October 12, 2011
A Very Korean Sukkot [VIDEO + RECIPE]
Last year, just before the High Holidays, a producer from TVK24, Korean Broadcasting emailed me asking if I knew someone whom they could interview for a series about food and tradition in Jewish culture.
We invited my parents, our friends the Druckers, my niece, and our friends the Adlers. Jenna Adler’s parents are Korean, and it’s absolutely true we are happy to hang with them anytime, anywhere. But it did seem like we were trying awfully hard to show off by trotting out the one part-Korean heritage Jewish family we knew.
Jenna was up for it: she could tell her parents to catch her on Korean TV.
Many weeks after our meal, a DVD arrived in the mail. It was our Sukkah meal, translated into Korean (with English subtitles), and produced for a Korean audience.
The segment begins with a wide shot of me picking vegetables for dinner, and Naomi picking pomegranates. I wonder if Koreans are keyed in to the whole backyard local sustainable thing, or if what looks so cool to us looks like peasant life to them. Just how bad is that recession?
Watching the video a year later, two things jump out at me: For someone trying to explain the joyous nature of Sukkot, I look like a constipated undertaker. Naomi is smiling, explaining the holiday with a relaxed cheer.
I look at her like I just swallowed a bug. And when it’s my turn to speak, when Jisung asks me what’s special about Sukkot food, I mumble through my explanation of its seasonal nature, the symbolism, yada yada yada.
Here’s the insight I contribute: “It’s a really fun holiday,” I say. “You sit outside and eat a meal.”

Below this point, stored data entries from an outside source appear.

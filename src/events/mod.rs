use std::sync::Arc;

use chrono::{DateTime, Utc};
use serde::{Deserialize, Serialize};
use tokio::sync::broadcast;
use tokio::sync::broadcast::error::RecvError;
use utoipa::ToSchema;
use uuid::Uuid;

use crate::models::category::Category;
use crate::models::menu::Menu;
use crate::tree::TreeCache;
use crate::utils::utc_now;

#[derive(Debug, Clone, Serialize)]
pub struct DomainEvent<T> {
    pub id: Uuid,
    pub name: &'static str,
    pub occurred_at: DateTime<Utc>,
    pub actor_id: Option<Uuid>,
    pub payload: T,
}

impl<T> DomainEvent<T> {
    pub fn new(name: &'static str, actor_id: Option<Uuid>, payload: T) -> Self {
        Self {
            id: Uuid::new_v4(),
            name,
            occurred_at: utc_now(),
            actor_id,
            payload,
        }
    }
}

#[derive(Debug, Clone, Copy, PartialEq, Eq, Serialize, Deserialize, ToSchema)]
#[serde(rename_all = "snake_case")]
pub enum TreeKind {
    Menu,
    Category,
}

#[derive(Debug, Clone, Copy, PartialEq, Eq, Serialize, Deserialize, ToSchema)]
#[serde(rename_all = "snake_case")]
pub enum TreeAction {
    Created,
    Moved,
    Updated,
    Disabled,
    Deleted,
}

/// A row of a hierarchical table changed. Any cached index of that kind is stale.
#[derive(Debug, Clone, PartialEq, Eq, Serialize, Deserialize, ToSchema)]
pub struct TreeChanged {
    pub kind: TreeKind,
    pub action: TreeAction,
    pub node_id: i64,
}

pub type TreeEvent = DomainEvent<TreeChanged>;

pub type EventBus = broadcast::Sender<TreeEvent>;

pub fn init_event_bus() -> (EventBus, broadcast::Receiver<TreeEvent>) {
    broadcast::channel(256)
}

/// Announces a tree mutation made by the host's write layer.
pub fn publish_tree_changed(
    event_bus: &EventBus,
    actor_id: Option<Uuid>,
    kind: TreeKind,
    action: TreeAction,
    node_id: i64,
) {
    let event = DomainEvent::new("tree.changed", actor_id, TreeChanged { kind, action, node_id });

    // No subscribers means no caches to invalidate.
    if event_bus.send(event).is_err() {
        tracing::debug!(?kind, node_id, "tree change published with no listeners");
    }
}

/// Drops cached indexes as change events arrive. Runs until the bus closes.
pub async fn start_cache_listener(
    mut rx: broadcast::Receiver<TreeEvent>,
    menus: Arc<TreeCache<Menu>>,
    categories: Arc<TreeCache<Category>>,
) {
    tracing::info!("tree cache listener started");
    loop {
        match rx.recv().await {
            Ok(event) => {
                tracing::debug!(
                    kind = ?event.payload.kind,
                    action = ?event.payload.action,
                    node_id = event.payload.node_id,
                    "tree changed"
                );
                match event.payload.kind {
                    TreeKind::Menu => menus.invalidate().await,
                    TreeKind::Category => categories.invalidate().await,
                }
            }
            Err(RecvError::Lagged(skipped)) => {
                tracing::warn!(skipped, "tree cache listener lagged; invalidating all caches");
                menus.invalidate().await;
                categories.invalidate().await;
            }
            Err(RecvError::Closed) => break,
        }
    }
    tracing::info!("tree cache listener stopped");
}

#[cfg(test)]
mod tests {
    use super::*;
    use crate::errors::AppError;

    #[tokio::test]
    async fn test_listener_invalidates_matching_cache() {
        let menus = Arc::new(TreeCache::<Menu>::new(true));
        let categories = Arc::new(TreeCache::<Category>::new(true));
        menus
            .get_or_build(|| async { Ok::<_, AppError>(vec![Menu::new(1, None, "Root", 0)]) })
            .await
            .unwrap();
        categories
            .get_or_build(|| async { Ok::<_, AppError>(vec![Category::new(1, None, "Root", 0)]) })
            .await
            .unwrap();

        let (bus, rx) = init_event_bus();
        let listener = tokio::spawn(start_cache_listener(rx, Arc::clone(&menus), Arc::clone(&categories)));

        publish_tree_changed(&bus, None, TreeKind::Menu, TreeAction::Moved, 1);
        drop(bus);
        listener.await.unwrap();

        assert!(!menus.is_warm().await);
        assert!(categories.is_warm().await);
    }
}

Four thousand years of Jewish civilization as interpreted by Beavis.
I began to feel self conscious—never a good thing on camera. Jisung, an earnest and charming young woman, was hanging on my every word, like the entire Korean nation would take this as they way Jews are. Over my left shoulder, out the living room window, Goldie Horn, our Nigerian Dwarf goat, had climbed onto the chicken coop, and was watching through the bay window. She was probably thinking, “Hey, I could do better than you.”
Plus, I notice I keep using the word “traditional. Like, in every sentence.
“Nothing connects us more to the past than the smell of food from childhood,” she says on camera. “Every time we have a holiday it’s not just thinking about today, it’s rooting us in the past. For every people there’s a need to know where you come from, and what keeps you rooted where you are, and that food, that tradition, those aromas, that taste, bring you back to where you come from, and it’s so important to keep the traditions alive, to remember where you came from and feel that connection.”
The show really takes off for me when the guests arrive and the food comes out. We had plenty of bottles of wine, and the food really was good. The cameraman made the Sukkah, lit up in the center of a dark yard, look mysterious and warm.
They interviewed our guests at the table, and between bites I noticed everyone used the T word.
For some reason the one person they didn’t interview was Jenna. I still haven’t figured that one out.
Apple Strudel with Pomegranates and Dates
This recipe wants you to not follow it. Use pears instead of apples for all or part of the fruit. Figs instead of dates. Brown sugar instead of honey. Melted butter instead of olive oil, if you prefer.
Preheat oven to 375. Line a baking sheet with bakers parchment or grease well.
In a large bowl, add apples, 1/2 c. chopped walnuts, honey and cinamon to taste. Taste: add enough lemon juice to balance flavor. Stir well.
Pulse remaining walnuts in a blender or food processor with sugar a dash more cinamon.
Place olive oil in a dish and get brush ready.
Lay out filo flat, and keep covered with saran.
Take a sheet of filo, brush lightly but thoroughly (and quickly) with olive oil. Sprinkle with ground nut mixture. Top with another sheet of filo. Repeat drill for up to 6 sheets. Spoon filling along the edge of the long side in 3 inch cylinder. Form into perfect shape with hands. Press ends closed.
Roll gently but not too tightly. Place seam side down on baking sheet. Use remaining filling to make another strudel.
Brush tops of strudel with olive oil and sprinkle with more walnut mixture. Bake until crispy brown and the apples inside are tender, about 40 minutes.